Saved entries
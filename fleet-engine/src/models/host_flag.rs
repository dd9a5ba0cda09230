//! Persisted per-host flags, used to rate-limit operator alerts across
//! process restarts.

use chrono::{DateTime, Utc};
use rusqlite::{params, Connection, OptionalExtension};

pub fn get(conn: &Connection, host_id: &str, flag: &str) -> anyhow::Result<Option<DateTime<Utc>>> {
    let raw: Option<String> = conn
        .query_row(
            "SELECT set_at FROM host_flags WHERE host_id = ?1 AND flag = ?2",
            params![host_id, flag],
            |row| row.get(0),
        )
        .optional()?;
    Ok(raw
        .and_then(|s| DateTime::parse_from_rfc3339(&s).ok())
        .map(|t| t.with_timezone(&Utc)))
}

pub fn set(conn: &Connection, host_id: &str, flag: &str, at: DateTime<Utc>) -> anyhow::Result<()> {
    conn.execute(
        "INSERT INTO host_flags (host_id, flag, set_at) VALUES (?1, ?2, ?3)
         ON CONFLICT(host_id, flag) DO UPDATE SET set_at = excluded.set_at",
        params![host_id, flag, at.to_rfc3339()],
    )?;
    Ok(())
}

/// Record `flag` for `host_id` unless it was already recorded on the same
/// UTC day. Returns true when the caller should act (first time today).
pub fn mark_once_per_day(
    conn: &Connection,
    host_id: &str,
    flag: &str,
    now: DateTime<Utc>,
) -> anyhow::Result<bool> {
    if let Some(previous) = get(conn, host_id, flag)? {
        if previous.date_naive() == now.date_naive() {
            return Ok(false);
        }
    }
    set(conn, host_id, flag, now)?;
    Ok(true)
}

pub fn clear(conn: &Connection, host_id: &str, flag: &str) -> anyhow::Result<()> {
    conn.execute(
        "DELETE FROM host_flags WHERE host_id = ?1 AND flag = ?2",
        params![host_id, flag],
    )?;
    Ok(())
}

#[cfg(test)]
mod tests {
    use super::*;
    use crate::db::{connection::create_pool, migrate::migrate};
    use crate::models::host::{self, ApiMode, NewHost};
    use chrono::TimeZone;

    #[test]
    fn test_mark_once_per_day() -> anyhow::Result<()> {
        let dir = tempfile::tempdir()?;
        let pool = create_pool(&dir.path().join("fleet.db"))?;
        migrate(&pool)?;
        let conn = pool.get()?;
        host::create(&conn, &NewHost {
            id: "h1".into(),
            name: "h1".into(),
            address: "10.0.0.1".into(),
            port: 22,
            ssh_user: "root".into(),
            credential_ref: "k".into(),
            api_mode: ApiMode::Managed,
            last_known_token: None,
            environment: Default::default(),
        })?;

        let morning = Utc.with_ymd_and_hms(2026, 3, 1, 8, 0, 0).unwrap();
        let evening = Utc.with_ymd_and_hms(2026, 3, 1, 22, 0, 0).unwrap();
        let next_day = Utc.with_ymd_and_hms(2026, 3, 2, 0, 5, 0).unwrap();

        assert!(mark_once_per_day(&conn, "h1", "degraded", morning)?);
        assert!(!mark_once_per_day(&conn, "h1", "degraded", evening)?);
        assert!(mark_once_per_day(&conn, "h1", "degraded", next_day)?);

        clear(&conn, "h1", "degraded")?;
        assert!(get(&conn, "h1", "degraded")?.is_none());
        Ok(())
    }
}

What to work on –
An exact copy of all the entries is what's needed; write it out.

Written reply –
filename fleet-engine/src/models/host_flag.rs
repository dd9a5ba0cda09230
//! Persisted per-host flags, used to rate-limit operator alerts across
//! process restarts.

use chrono::{DateTime, Utc};
use rusqlite::{params, Connection, OptionalExtension};

pub fn get(conn: &Connection, host_id: &str, flag: &str) -> anyhow::Result<Option<DateTime<Utc>>> {
    let raw: Option<String> = conn
        .query_row(
            "SELECT set_at FROM host_flags WHERE host_id = ?1 AND flag = ?2",
            params![host_id, flag],
            |row| row.get(0),
        )
        .optional()?;
    Ok(raw
        .and_then(|s| DateTime::parse_from_rfc3339(&s).ok())
        .map(|t| t.with_timezone(&Utc)))
}

pub fn set(conn: &Connection, host_id: &str, flag: &str, at: DateTime<Utc>) -> anyhow::Result<()> {
    conn.execute(
        "INSERT INTO host_flags (host_id, flag, set_at) VALUES (?1, ?2, ?3)
         ON CONFLICT(host_id, flag) DO UPDATE SET set_at = excluded.set_at",
        params![host_id, flag, at.to_rfc3339()],
    )?;
    Ok(())
}

/// Record `flag` for `host_id` unless it was already recorded on the same
/// UTC day. Returns true when the caller should act (first time today).
pub fn mark_once_per_day(
    conn: &Connection,
    host_id: &str,
    flag: &str,
    now: DateTime<Utc>,
) -> anyhow::Result<bool> {
    if let Some(previous) = get(conn, host_id, flag)? {
        if previous.date_naive() == now.date_naive() {
            return Ok(false);
        }
    }
    set(conn, host_id, flag, now)?;
    Ok(true)
}

pub fn clear(conn: &Connection, host_id: &str, flag: &str) -> anyhow::Result<()> {
    conn.execute(
        "DELETE FROM host_flags WHERE host_id = ?1 AND flag = ?2",
        params![host_id, flag],
    )?;
    Ok(())
}

#[cfg(test)]
mod tests {
    use super::*;
    use crate::db::{connection::create_pool, migrate::migrate};
    use crate::models::host::{self, ApiMode, NewHost};
    use chrono::TimeZone;

    #[test]
    fn test_mark_once_per_day() -> anyhow::Result<()> {
        let dir = tempfile::tempdir()?;
        let pool = create_pool(&dir.path().join("fleet.db"))?;
        migrate(&pool)?;
        let conn = pool.get()?;
        host::create(&conn, &NewHost {
            id: "h1".into(),
            name: "h1".into(),
            address: "10.0.0.1".into(),
            port: 22,
            ssh_user: "root".into(),
            credential_ref: "k".into(),
            api_mode: ApiMode::Managed,
            last_known_token: None,
            environment: Default::default(),
        })?;

        let morning = Utc.with_ymd_and_hms(2026, 3, 1, 8, 0, 0).unwrap();
        let evening = Utc.with_ymd_and_hms(2026, 3, 1, 22, 0, 0).unwrap();
        let next_day = Utc.with_ymd_and_hms(2026, 3, 2, 0, 5, 0).unwrap();

        assert!(mark_once_per_day(&conn, "h1", "degraded", morning)?);
        assert!(!mark_once_per_day(&conn, "h1", "degraded", evening)?);
        assert!(mark_once_per_day(&conn, "h1", "degraded", next_day)?);

        clear(&conn, "h1", "degraded")?;
        assert!(get(&conn, "h1", "degraded")?.is_none());
        Ok(())
    }
}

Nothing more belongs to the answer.